§ **Goal of the exercise**: In the records below, find the line containing "attestation: both x5c" and the line containing "let auth_data_aaguid = &auth_data[37..53];"; please repeat exactly the lines from one to the other, both included, and nothing more.

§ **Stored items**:
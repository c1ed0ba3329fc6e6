use ciborium::value::Value as CborValue;
use ring::signature::UnparsedPublicKey;
use std::time::SystemTime;
use uuid::Uuid;
use webpki::EndEntityCert;
use x509_parser::{certificate::X509Certificate, prelude::*, time::ASN1Time};

use crate::passkey::errors::PasskeyError;

use super::utils::{extract_public_key_coords, get_alg_and_sig};

// id-fido-gen-ce-aaguid
const OID_FIDO_GEN_CE_AAGUID: &str = "1.3.6.1.4.1.45724.1.1.4";
const ES256_ALG: i64 = -7;

/// Verify a packed attestation statement: either full attestation with an
/// x5c certificate chain, or self attestation signed by the credential key
/// itself. ECDAA is not supported.
pub(super) fn verify_packed_attestation(
    auth_data: &[u8],
    client_data_hash: &[u8],
    att_stmt: &[(CborValue, CborValue)],
) -> Result<(), PasskeyError> {
    let (alg, sig) = get_alg_and_sig(att_stmt)?;

    if alg != ES256_ALG {
        return Err(PasskeyError::Verification(format!(
            "Unsupported attestation algorithm: {alg}"
        )));
    }

    // Signature base: authData || SHA-256(clientDataJSON)
    let mut signed_data = Vec::with_capacity(auth_data.len() + client_data_hash.len());
    signed_data.extend_from_slice(auth_data);
    signed_data.extend_from_slice(client_data_hash);

    let mut x5c: Option<Vec<Vec<u8>>> = None;
    let mut ecdaa_key_id: Option<Vec<u8>> = None;

    for (key, value) in att_stmt {
        match (key, value) {
            (CborValue::Text(k), CborValue::Array(certs)) if k == "x5c" => {
                let chain: Vec<Vec<u8>> = certs
                    .iter()
                    .filter_map(|cert| match cert {
                        CborValue::Bytes(bytes) => Some(bytes.clone()),
                        _ => None,
                    })
                    .collect();
                if !chain.is_empty() {
                    x5c = Some(chain);
                }
            }
            (CborValue::Text(k), CborValue::Bytes(id)) if k == "ecdaaKeyId" => {
                ecdaa_key_id = Some(id.clone());
            }
            _ => {}
        }
    }

    match (x5c, ecdaa_key_id) {
        (Some(chain), None) => {
            tracing::debug!("Packed attestation with certificate chain");
            verify_full_attestation(&chain, auth_data, &signed_data, &sig)
        }
        (None, Some(_)) => Err(PasskeyError::Verification(
            "ECDAA attestation not supported".to_string(),
        )),
        (None, None) => {
            tracing::debug!("Packed self attestation");
            verify_self_attestation(auth_data, &signed_data, &sig)
        }
        (Some(_), Some(_)) => Err(PasskeyError::Verification(
            "Invalid attestation: both x5c and ecdaaKeyId present".to_string(),
        )),
    }
}

fn verify_full_attestation(
    x5c: &[Vec<u8>],
    auth_data: &[u8],
    signed_data: &[u8],
    sig: &[u8],
) -> Result<(), PasskeyError> {
    let attestn_cert_bytes = &x5c[0];
    let attestn_cert = EndEntityCert::try_from(attestn_cert_bytes.as_ref()).map_err(|e| {
        PasskeyError::Verification(format!("Failed to parse attestation certificate: {e:?}"))
    })?;

    let (_, x509_cert) = X509Certificate::from_der(attestn_cert_bytes).map_err(|e| {
        PasskeyError::Verification(format!("Failed to parse X509 certificate: {e}"))
    })?;

    verify_attestation_cert_attributes(&x509_cert, auth_data)?;

    attestn_cert
        .verify_signature(&webpki::ECDSA_P256_SHA256, signed_data, sig)
        .map_err(|_| PasskeyError::Verification("Attestation signature invalid".to_string()))?;

    if x5c.len() > 1 {
        verify_chain_validity(&x5c[1..])?;
    }

    Ok(())
}

/// FIDO-mandated attributes on the attestation certificate: it must not be
/// a CA, and its id-fido-gen-ce-aaguid extension (when present) must match
/// the AAGUID in the authenticator data.
fn verify_attestation_cert_attributes(
    cert: &X509Certificate,
    auth_data: &[u8],
) -> Result<(), PasskeyError> {
    if let Some(basic_constraints) = cert
        .extensions()
        .iter()
        .find(|ext| ext.oid.as_bytes() == oid_registry::OID_X509_EXT_BASIC_CONSTRAINTS.as_bytes())
    {
        if basic_constraints.value.contains(&0x01) {
            return Err(PasskeyError::Verification(
                "Attestation certificate must not be a CA certificate".to_string(),
            ));
        }
    }

    if let Some(fido_ext) = cert
        .extensions()
        .iter()
        .find(|ext| ext.oid.to_string() == OID_FIDO_GEN_CE_AAGUID)
    {
        if auth_data.len() < 53 {
            return Err(PasskeyError::Verification(
                "Authenticator data too short for AAGUID".to_string(),
            ));
        }
        let auth_data_aaguid = &auth_data[37..53];
        // Extension value is an OCTET STRING: 0x04, length 0x10, 16 bytes
        let cert_aaguid = fido_ext.value;
        if cert_aaguid.len() < 18 || auth_data_aaguid != &cert_aaguid[2..18] {
            let authenticator_uuid = Uuid::from_slice(auth_data_aaguid)
                .map(|u| u.hyphenated().to_string())
                .unwrap_or_default();
            tracing::warn!("AAGUID mismatch for authenticator {}", authenticator_uuid);
            return Err(PasskeyError::Verification(
                "AAGUID mismatch between certificate and authenticator data".to_string(),
            ));
        }
    }

    Ok(())
}

fn verify_chain_validity(intermediates: &[Vec<u8>]) -> Result<(), PasskeyError> {
    let now = SystemTime::now()
        .duration_since(SystemTime::UNIX_EPOCH)
        .map_err(|e| PasskeyError::Verification(format!("System time error: {e}")))?;

    let timestamp = ASN1Time::from_timestamp(now.as_secs() as i64)
        .map_err(|e| PasskeyError::Verification(format!("Failed to convert time: {e}")))?;

    for cert_bytes in intermediates {
        let (_, cert) = X509Certificate::from_der(cert_bytes).map_err(|e| {
            PasskeyError::Verification(format!("Failed to parse certificate in chain: {e}"))
        })?;

        if !cert.validity().is_valid_at(timestamp) {
            return Err(PasskeyError::Verification(
                "Certificate in chain is expired or not yet valid".to_string(),
            ));
        }
    }

    Ok(())
}

/// Self attestation: the signature is made with the credential private key,
/// so verify it against the public key embedded in the attested credential
/// data.
fn verify_self_attestation(
    auth_data: &[u8],
    signed_data: &[u8],
    signature: &[u8],
) -> Result<(), PasskeyError> {
    if auth_data.len() < 55 {
        return Err(PasskeyError::Verification(
            "Authenticator data too short for self attestation".to_string(),
        ));
    }

    let flags = auth_data[32];
    if (flags & 0x40) == 0 {
        return Err(PasskeyError::Verification(
            "No attested credential data in self attestation".to_string(),
        ));
    }

    // RP ID hash (32) + flags (1) + counter (4) + AAGUID (16)
    let mut pos = 53;
    let cred_id_len = ((auth_data[pos] as usize) << 8) | (auth_data[pos + 1] as usize);
    pos += 2 + cred_id_len;

    if auth_data.len() <= pos {
        return Err(PasskeyError::Verification(
            "Authenticator data too short for credential public key".to_string(),
        ));
    }

    let public_key_cbor: CborValue = ciborium::de::from_reader(&auth_data[pos..]).map_err(|e| {
        PasskeyError::Verification(format!("Invalid public key CBOR in self attestation: {e}"))
    })?;

    let (x_coord, y_coord) = extract_public_key_coords(&public_key_cbor)?;

    let mut public_key = Vec::with_capacity(65);
    public_key.push(0x04); // Uncompressed point format
    public_key.extend_from_slice(&x_coord);
    public_key.extend_from_slice(&y_coord);

    let public_key = UnparsedPublicKey::new(&ring::signature::ECDSA_P256_SHA256_ASN1, &public_key);

    public_key.verify(signed_data, signature).map_err(|_| {
        PasskeyError::Verification("Self attestation signature verification failed".to_string())
    })
}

§ **Task solution**:
            "Invalid attestation: both x5c and ecdaaKeyId present".to_string(),
        )),
    }
}

fn verify_full_attestation(
    x5c: &[Vec<u8>],
    auth_data: &[u8],
    signed_data: &[u8],
    sig: &[u8],
) -> Result<(), PasskeyError> {
    let attestn_cert_bytes = &x5c[0];
    let attestn_cert = EndEntityCert::try_from(attestn_cert_bytes.as_ref()).map_err(|e| {
        PasskeyError::Verification(format!("Failed to parse attestation certificate: {e:?}"))
    })?;

    let (_, x509_cert) = X509Certificate::from_der(attestn_cert_bytes).map_err(|e| {
        PasskeyError::Verification(format!("Failed to parse X509 certificate: {e}"))
    })?;

    verify_attestation_cert_attributes(&x509_cert, auth_data)?;

    attestn_cert
        .verify_signature(&webpki::ECDSA_P256_SHA256, signed_data, sig)
        .map_err(|_| PasskeyError::Verification("Attestation signature invalid".to_string()))?;

    if x5c.len() > 1 {
        verify_chain_validity(&x5c[1..])?;
    }

    Ok(())
}

/// FIDO-mandated attributes on the attestation certificate: it must not be
/// a CA, and its id-fido-gen-ce-aaguid extension (when present) must match
/// the AAGUID in the authenticator data.
fn verify_attestation_cert_attributes(
    cert: &X509Certificate,
    auth_data: &[u8],
) -> Result<(), PasskeyError> {
    if let Some(basic_constraints) = cert
        .extensions()
        .iter()
        .find(|ext| ext.oid.as_bytes() == oid_registry::OID_X509_EXT_BASIC_CONSTRAINTS.as_bytes())
    {
        if basic_constraints.value.contains(&0x01) {
            return Err(PasskeyError::Verification(
                "Attestation certificate must not be a CA certificate".to_string(),
            ));
        }
    }

    if let Some(fido_ext) = cert
        .extensions()
        .iter()
        .find(|ext| ext.oid.to_string() == OID_FIDO_GEN_CE_AAGUID)
    {
        if auth_data.len() < 53 {
            return Err(PasskeyError::Verification(
                "Authenticator data too short for AAGUID".to_string(),
            ));
        }
        let auth_data_aaguid = &auth_data[37..53];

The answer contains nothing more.